**What you need to do:**
Extract all lines in the data that contain the word "payload".

**Records provided:**
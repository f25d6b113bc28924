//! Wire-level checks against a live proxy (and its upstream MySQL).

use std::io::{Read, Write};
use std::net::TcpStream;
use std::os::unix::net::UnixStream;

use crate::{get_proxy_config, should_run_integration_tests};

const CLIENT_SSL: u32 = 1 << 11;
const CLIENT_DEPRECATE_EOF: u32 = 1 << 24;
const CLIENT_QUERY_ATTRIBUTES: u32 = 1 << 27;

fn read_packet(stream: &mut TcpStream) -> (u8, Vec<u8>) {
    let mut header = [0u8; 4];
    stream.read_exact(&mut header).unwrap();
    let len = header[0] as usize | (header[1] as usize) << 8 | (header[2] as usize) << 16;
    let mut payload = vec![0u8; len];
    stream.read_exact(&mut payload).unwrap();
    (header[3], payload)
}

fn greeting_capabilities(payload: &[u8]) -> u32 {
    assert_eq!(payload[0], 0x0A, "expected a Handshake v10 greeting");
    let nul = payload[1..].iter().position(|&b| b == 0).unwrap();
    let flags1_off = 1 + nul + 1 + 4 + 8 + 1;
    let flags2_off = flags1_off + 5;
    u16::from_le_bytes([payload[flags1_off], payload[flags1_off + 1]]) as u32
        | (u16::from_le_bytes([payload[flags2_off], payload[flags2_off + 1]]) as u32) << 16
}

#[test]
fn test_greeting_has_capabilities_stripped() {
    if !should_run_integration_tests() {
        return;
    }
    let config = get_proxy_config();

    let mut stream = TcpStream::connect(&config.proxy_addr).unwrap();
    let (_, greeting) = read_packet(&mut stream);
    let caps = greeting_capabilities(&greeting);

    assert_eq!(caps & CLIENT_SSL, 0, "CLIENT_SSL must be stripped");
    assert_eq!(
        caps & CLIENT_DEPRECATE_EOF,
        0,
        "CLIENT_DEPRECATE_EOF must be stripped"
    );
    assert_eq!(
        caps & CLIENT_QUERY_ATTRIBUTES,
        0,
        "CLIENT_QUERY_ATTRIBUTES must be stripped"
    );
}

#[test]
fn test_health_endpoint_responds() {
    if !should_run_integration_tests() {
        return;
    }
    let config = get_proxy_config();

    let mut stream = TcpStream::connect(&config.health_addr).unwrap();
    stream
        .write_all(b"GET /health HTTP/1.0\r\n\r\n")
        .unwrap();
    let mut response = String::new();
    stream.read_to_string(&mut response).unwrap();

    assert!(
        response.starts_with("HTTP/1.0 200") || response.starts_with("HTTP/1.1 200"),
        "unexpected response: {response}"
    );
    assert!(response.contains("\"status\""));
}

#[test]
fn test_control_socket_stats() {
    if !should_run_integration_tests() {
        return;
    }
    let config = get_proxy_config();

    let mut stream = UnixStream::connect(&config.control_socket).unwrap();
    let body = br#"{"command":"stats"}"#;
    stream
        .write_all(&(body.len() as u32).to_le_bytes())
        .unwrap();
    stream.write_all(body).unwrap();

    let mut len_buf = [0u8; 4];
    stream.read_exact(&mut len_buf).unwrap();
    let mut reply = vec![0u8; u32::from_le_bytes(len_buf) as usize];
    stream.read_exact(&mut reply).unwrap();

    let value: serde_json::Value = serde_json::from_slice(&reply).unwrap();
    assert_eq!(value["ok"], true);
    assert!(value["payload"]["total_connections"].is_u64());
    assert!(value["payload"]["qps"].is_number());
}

**Reply to the exercise:**
    let mut payload = vec![0u8; len];
    stream.read_exact(&mut payload).unwrap();
    (header[3], payload)
fn greeting_capabilities(payload: &[u8]) -> u32 {
    assert_eq!(payload[0], 0x0A, "expected a Handshake v10 greeting");
    let nul = payload[1..].iter().position(|&b| b == 0).unwrap();
    u16::from_le_bytes([payload[flags1_off], payload[flags1_off + 1]]) as u32
        | (u16::from_le_bytes([payload[flags2_off], payload[flags2_off + 1]]) as u32) << 16
    assert!(value["payload"]["total_connections"].is_u64());
    assert!(value["payload"]["qps"].is_number());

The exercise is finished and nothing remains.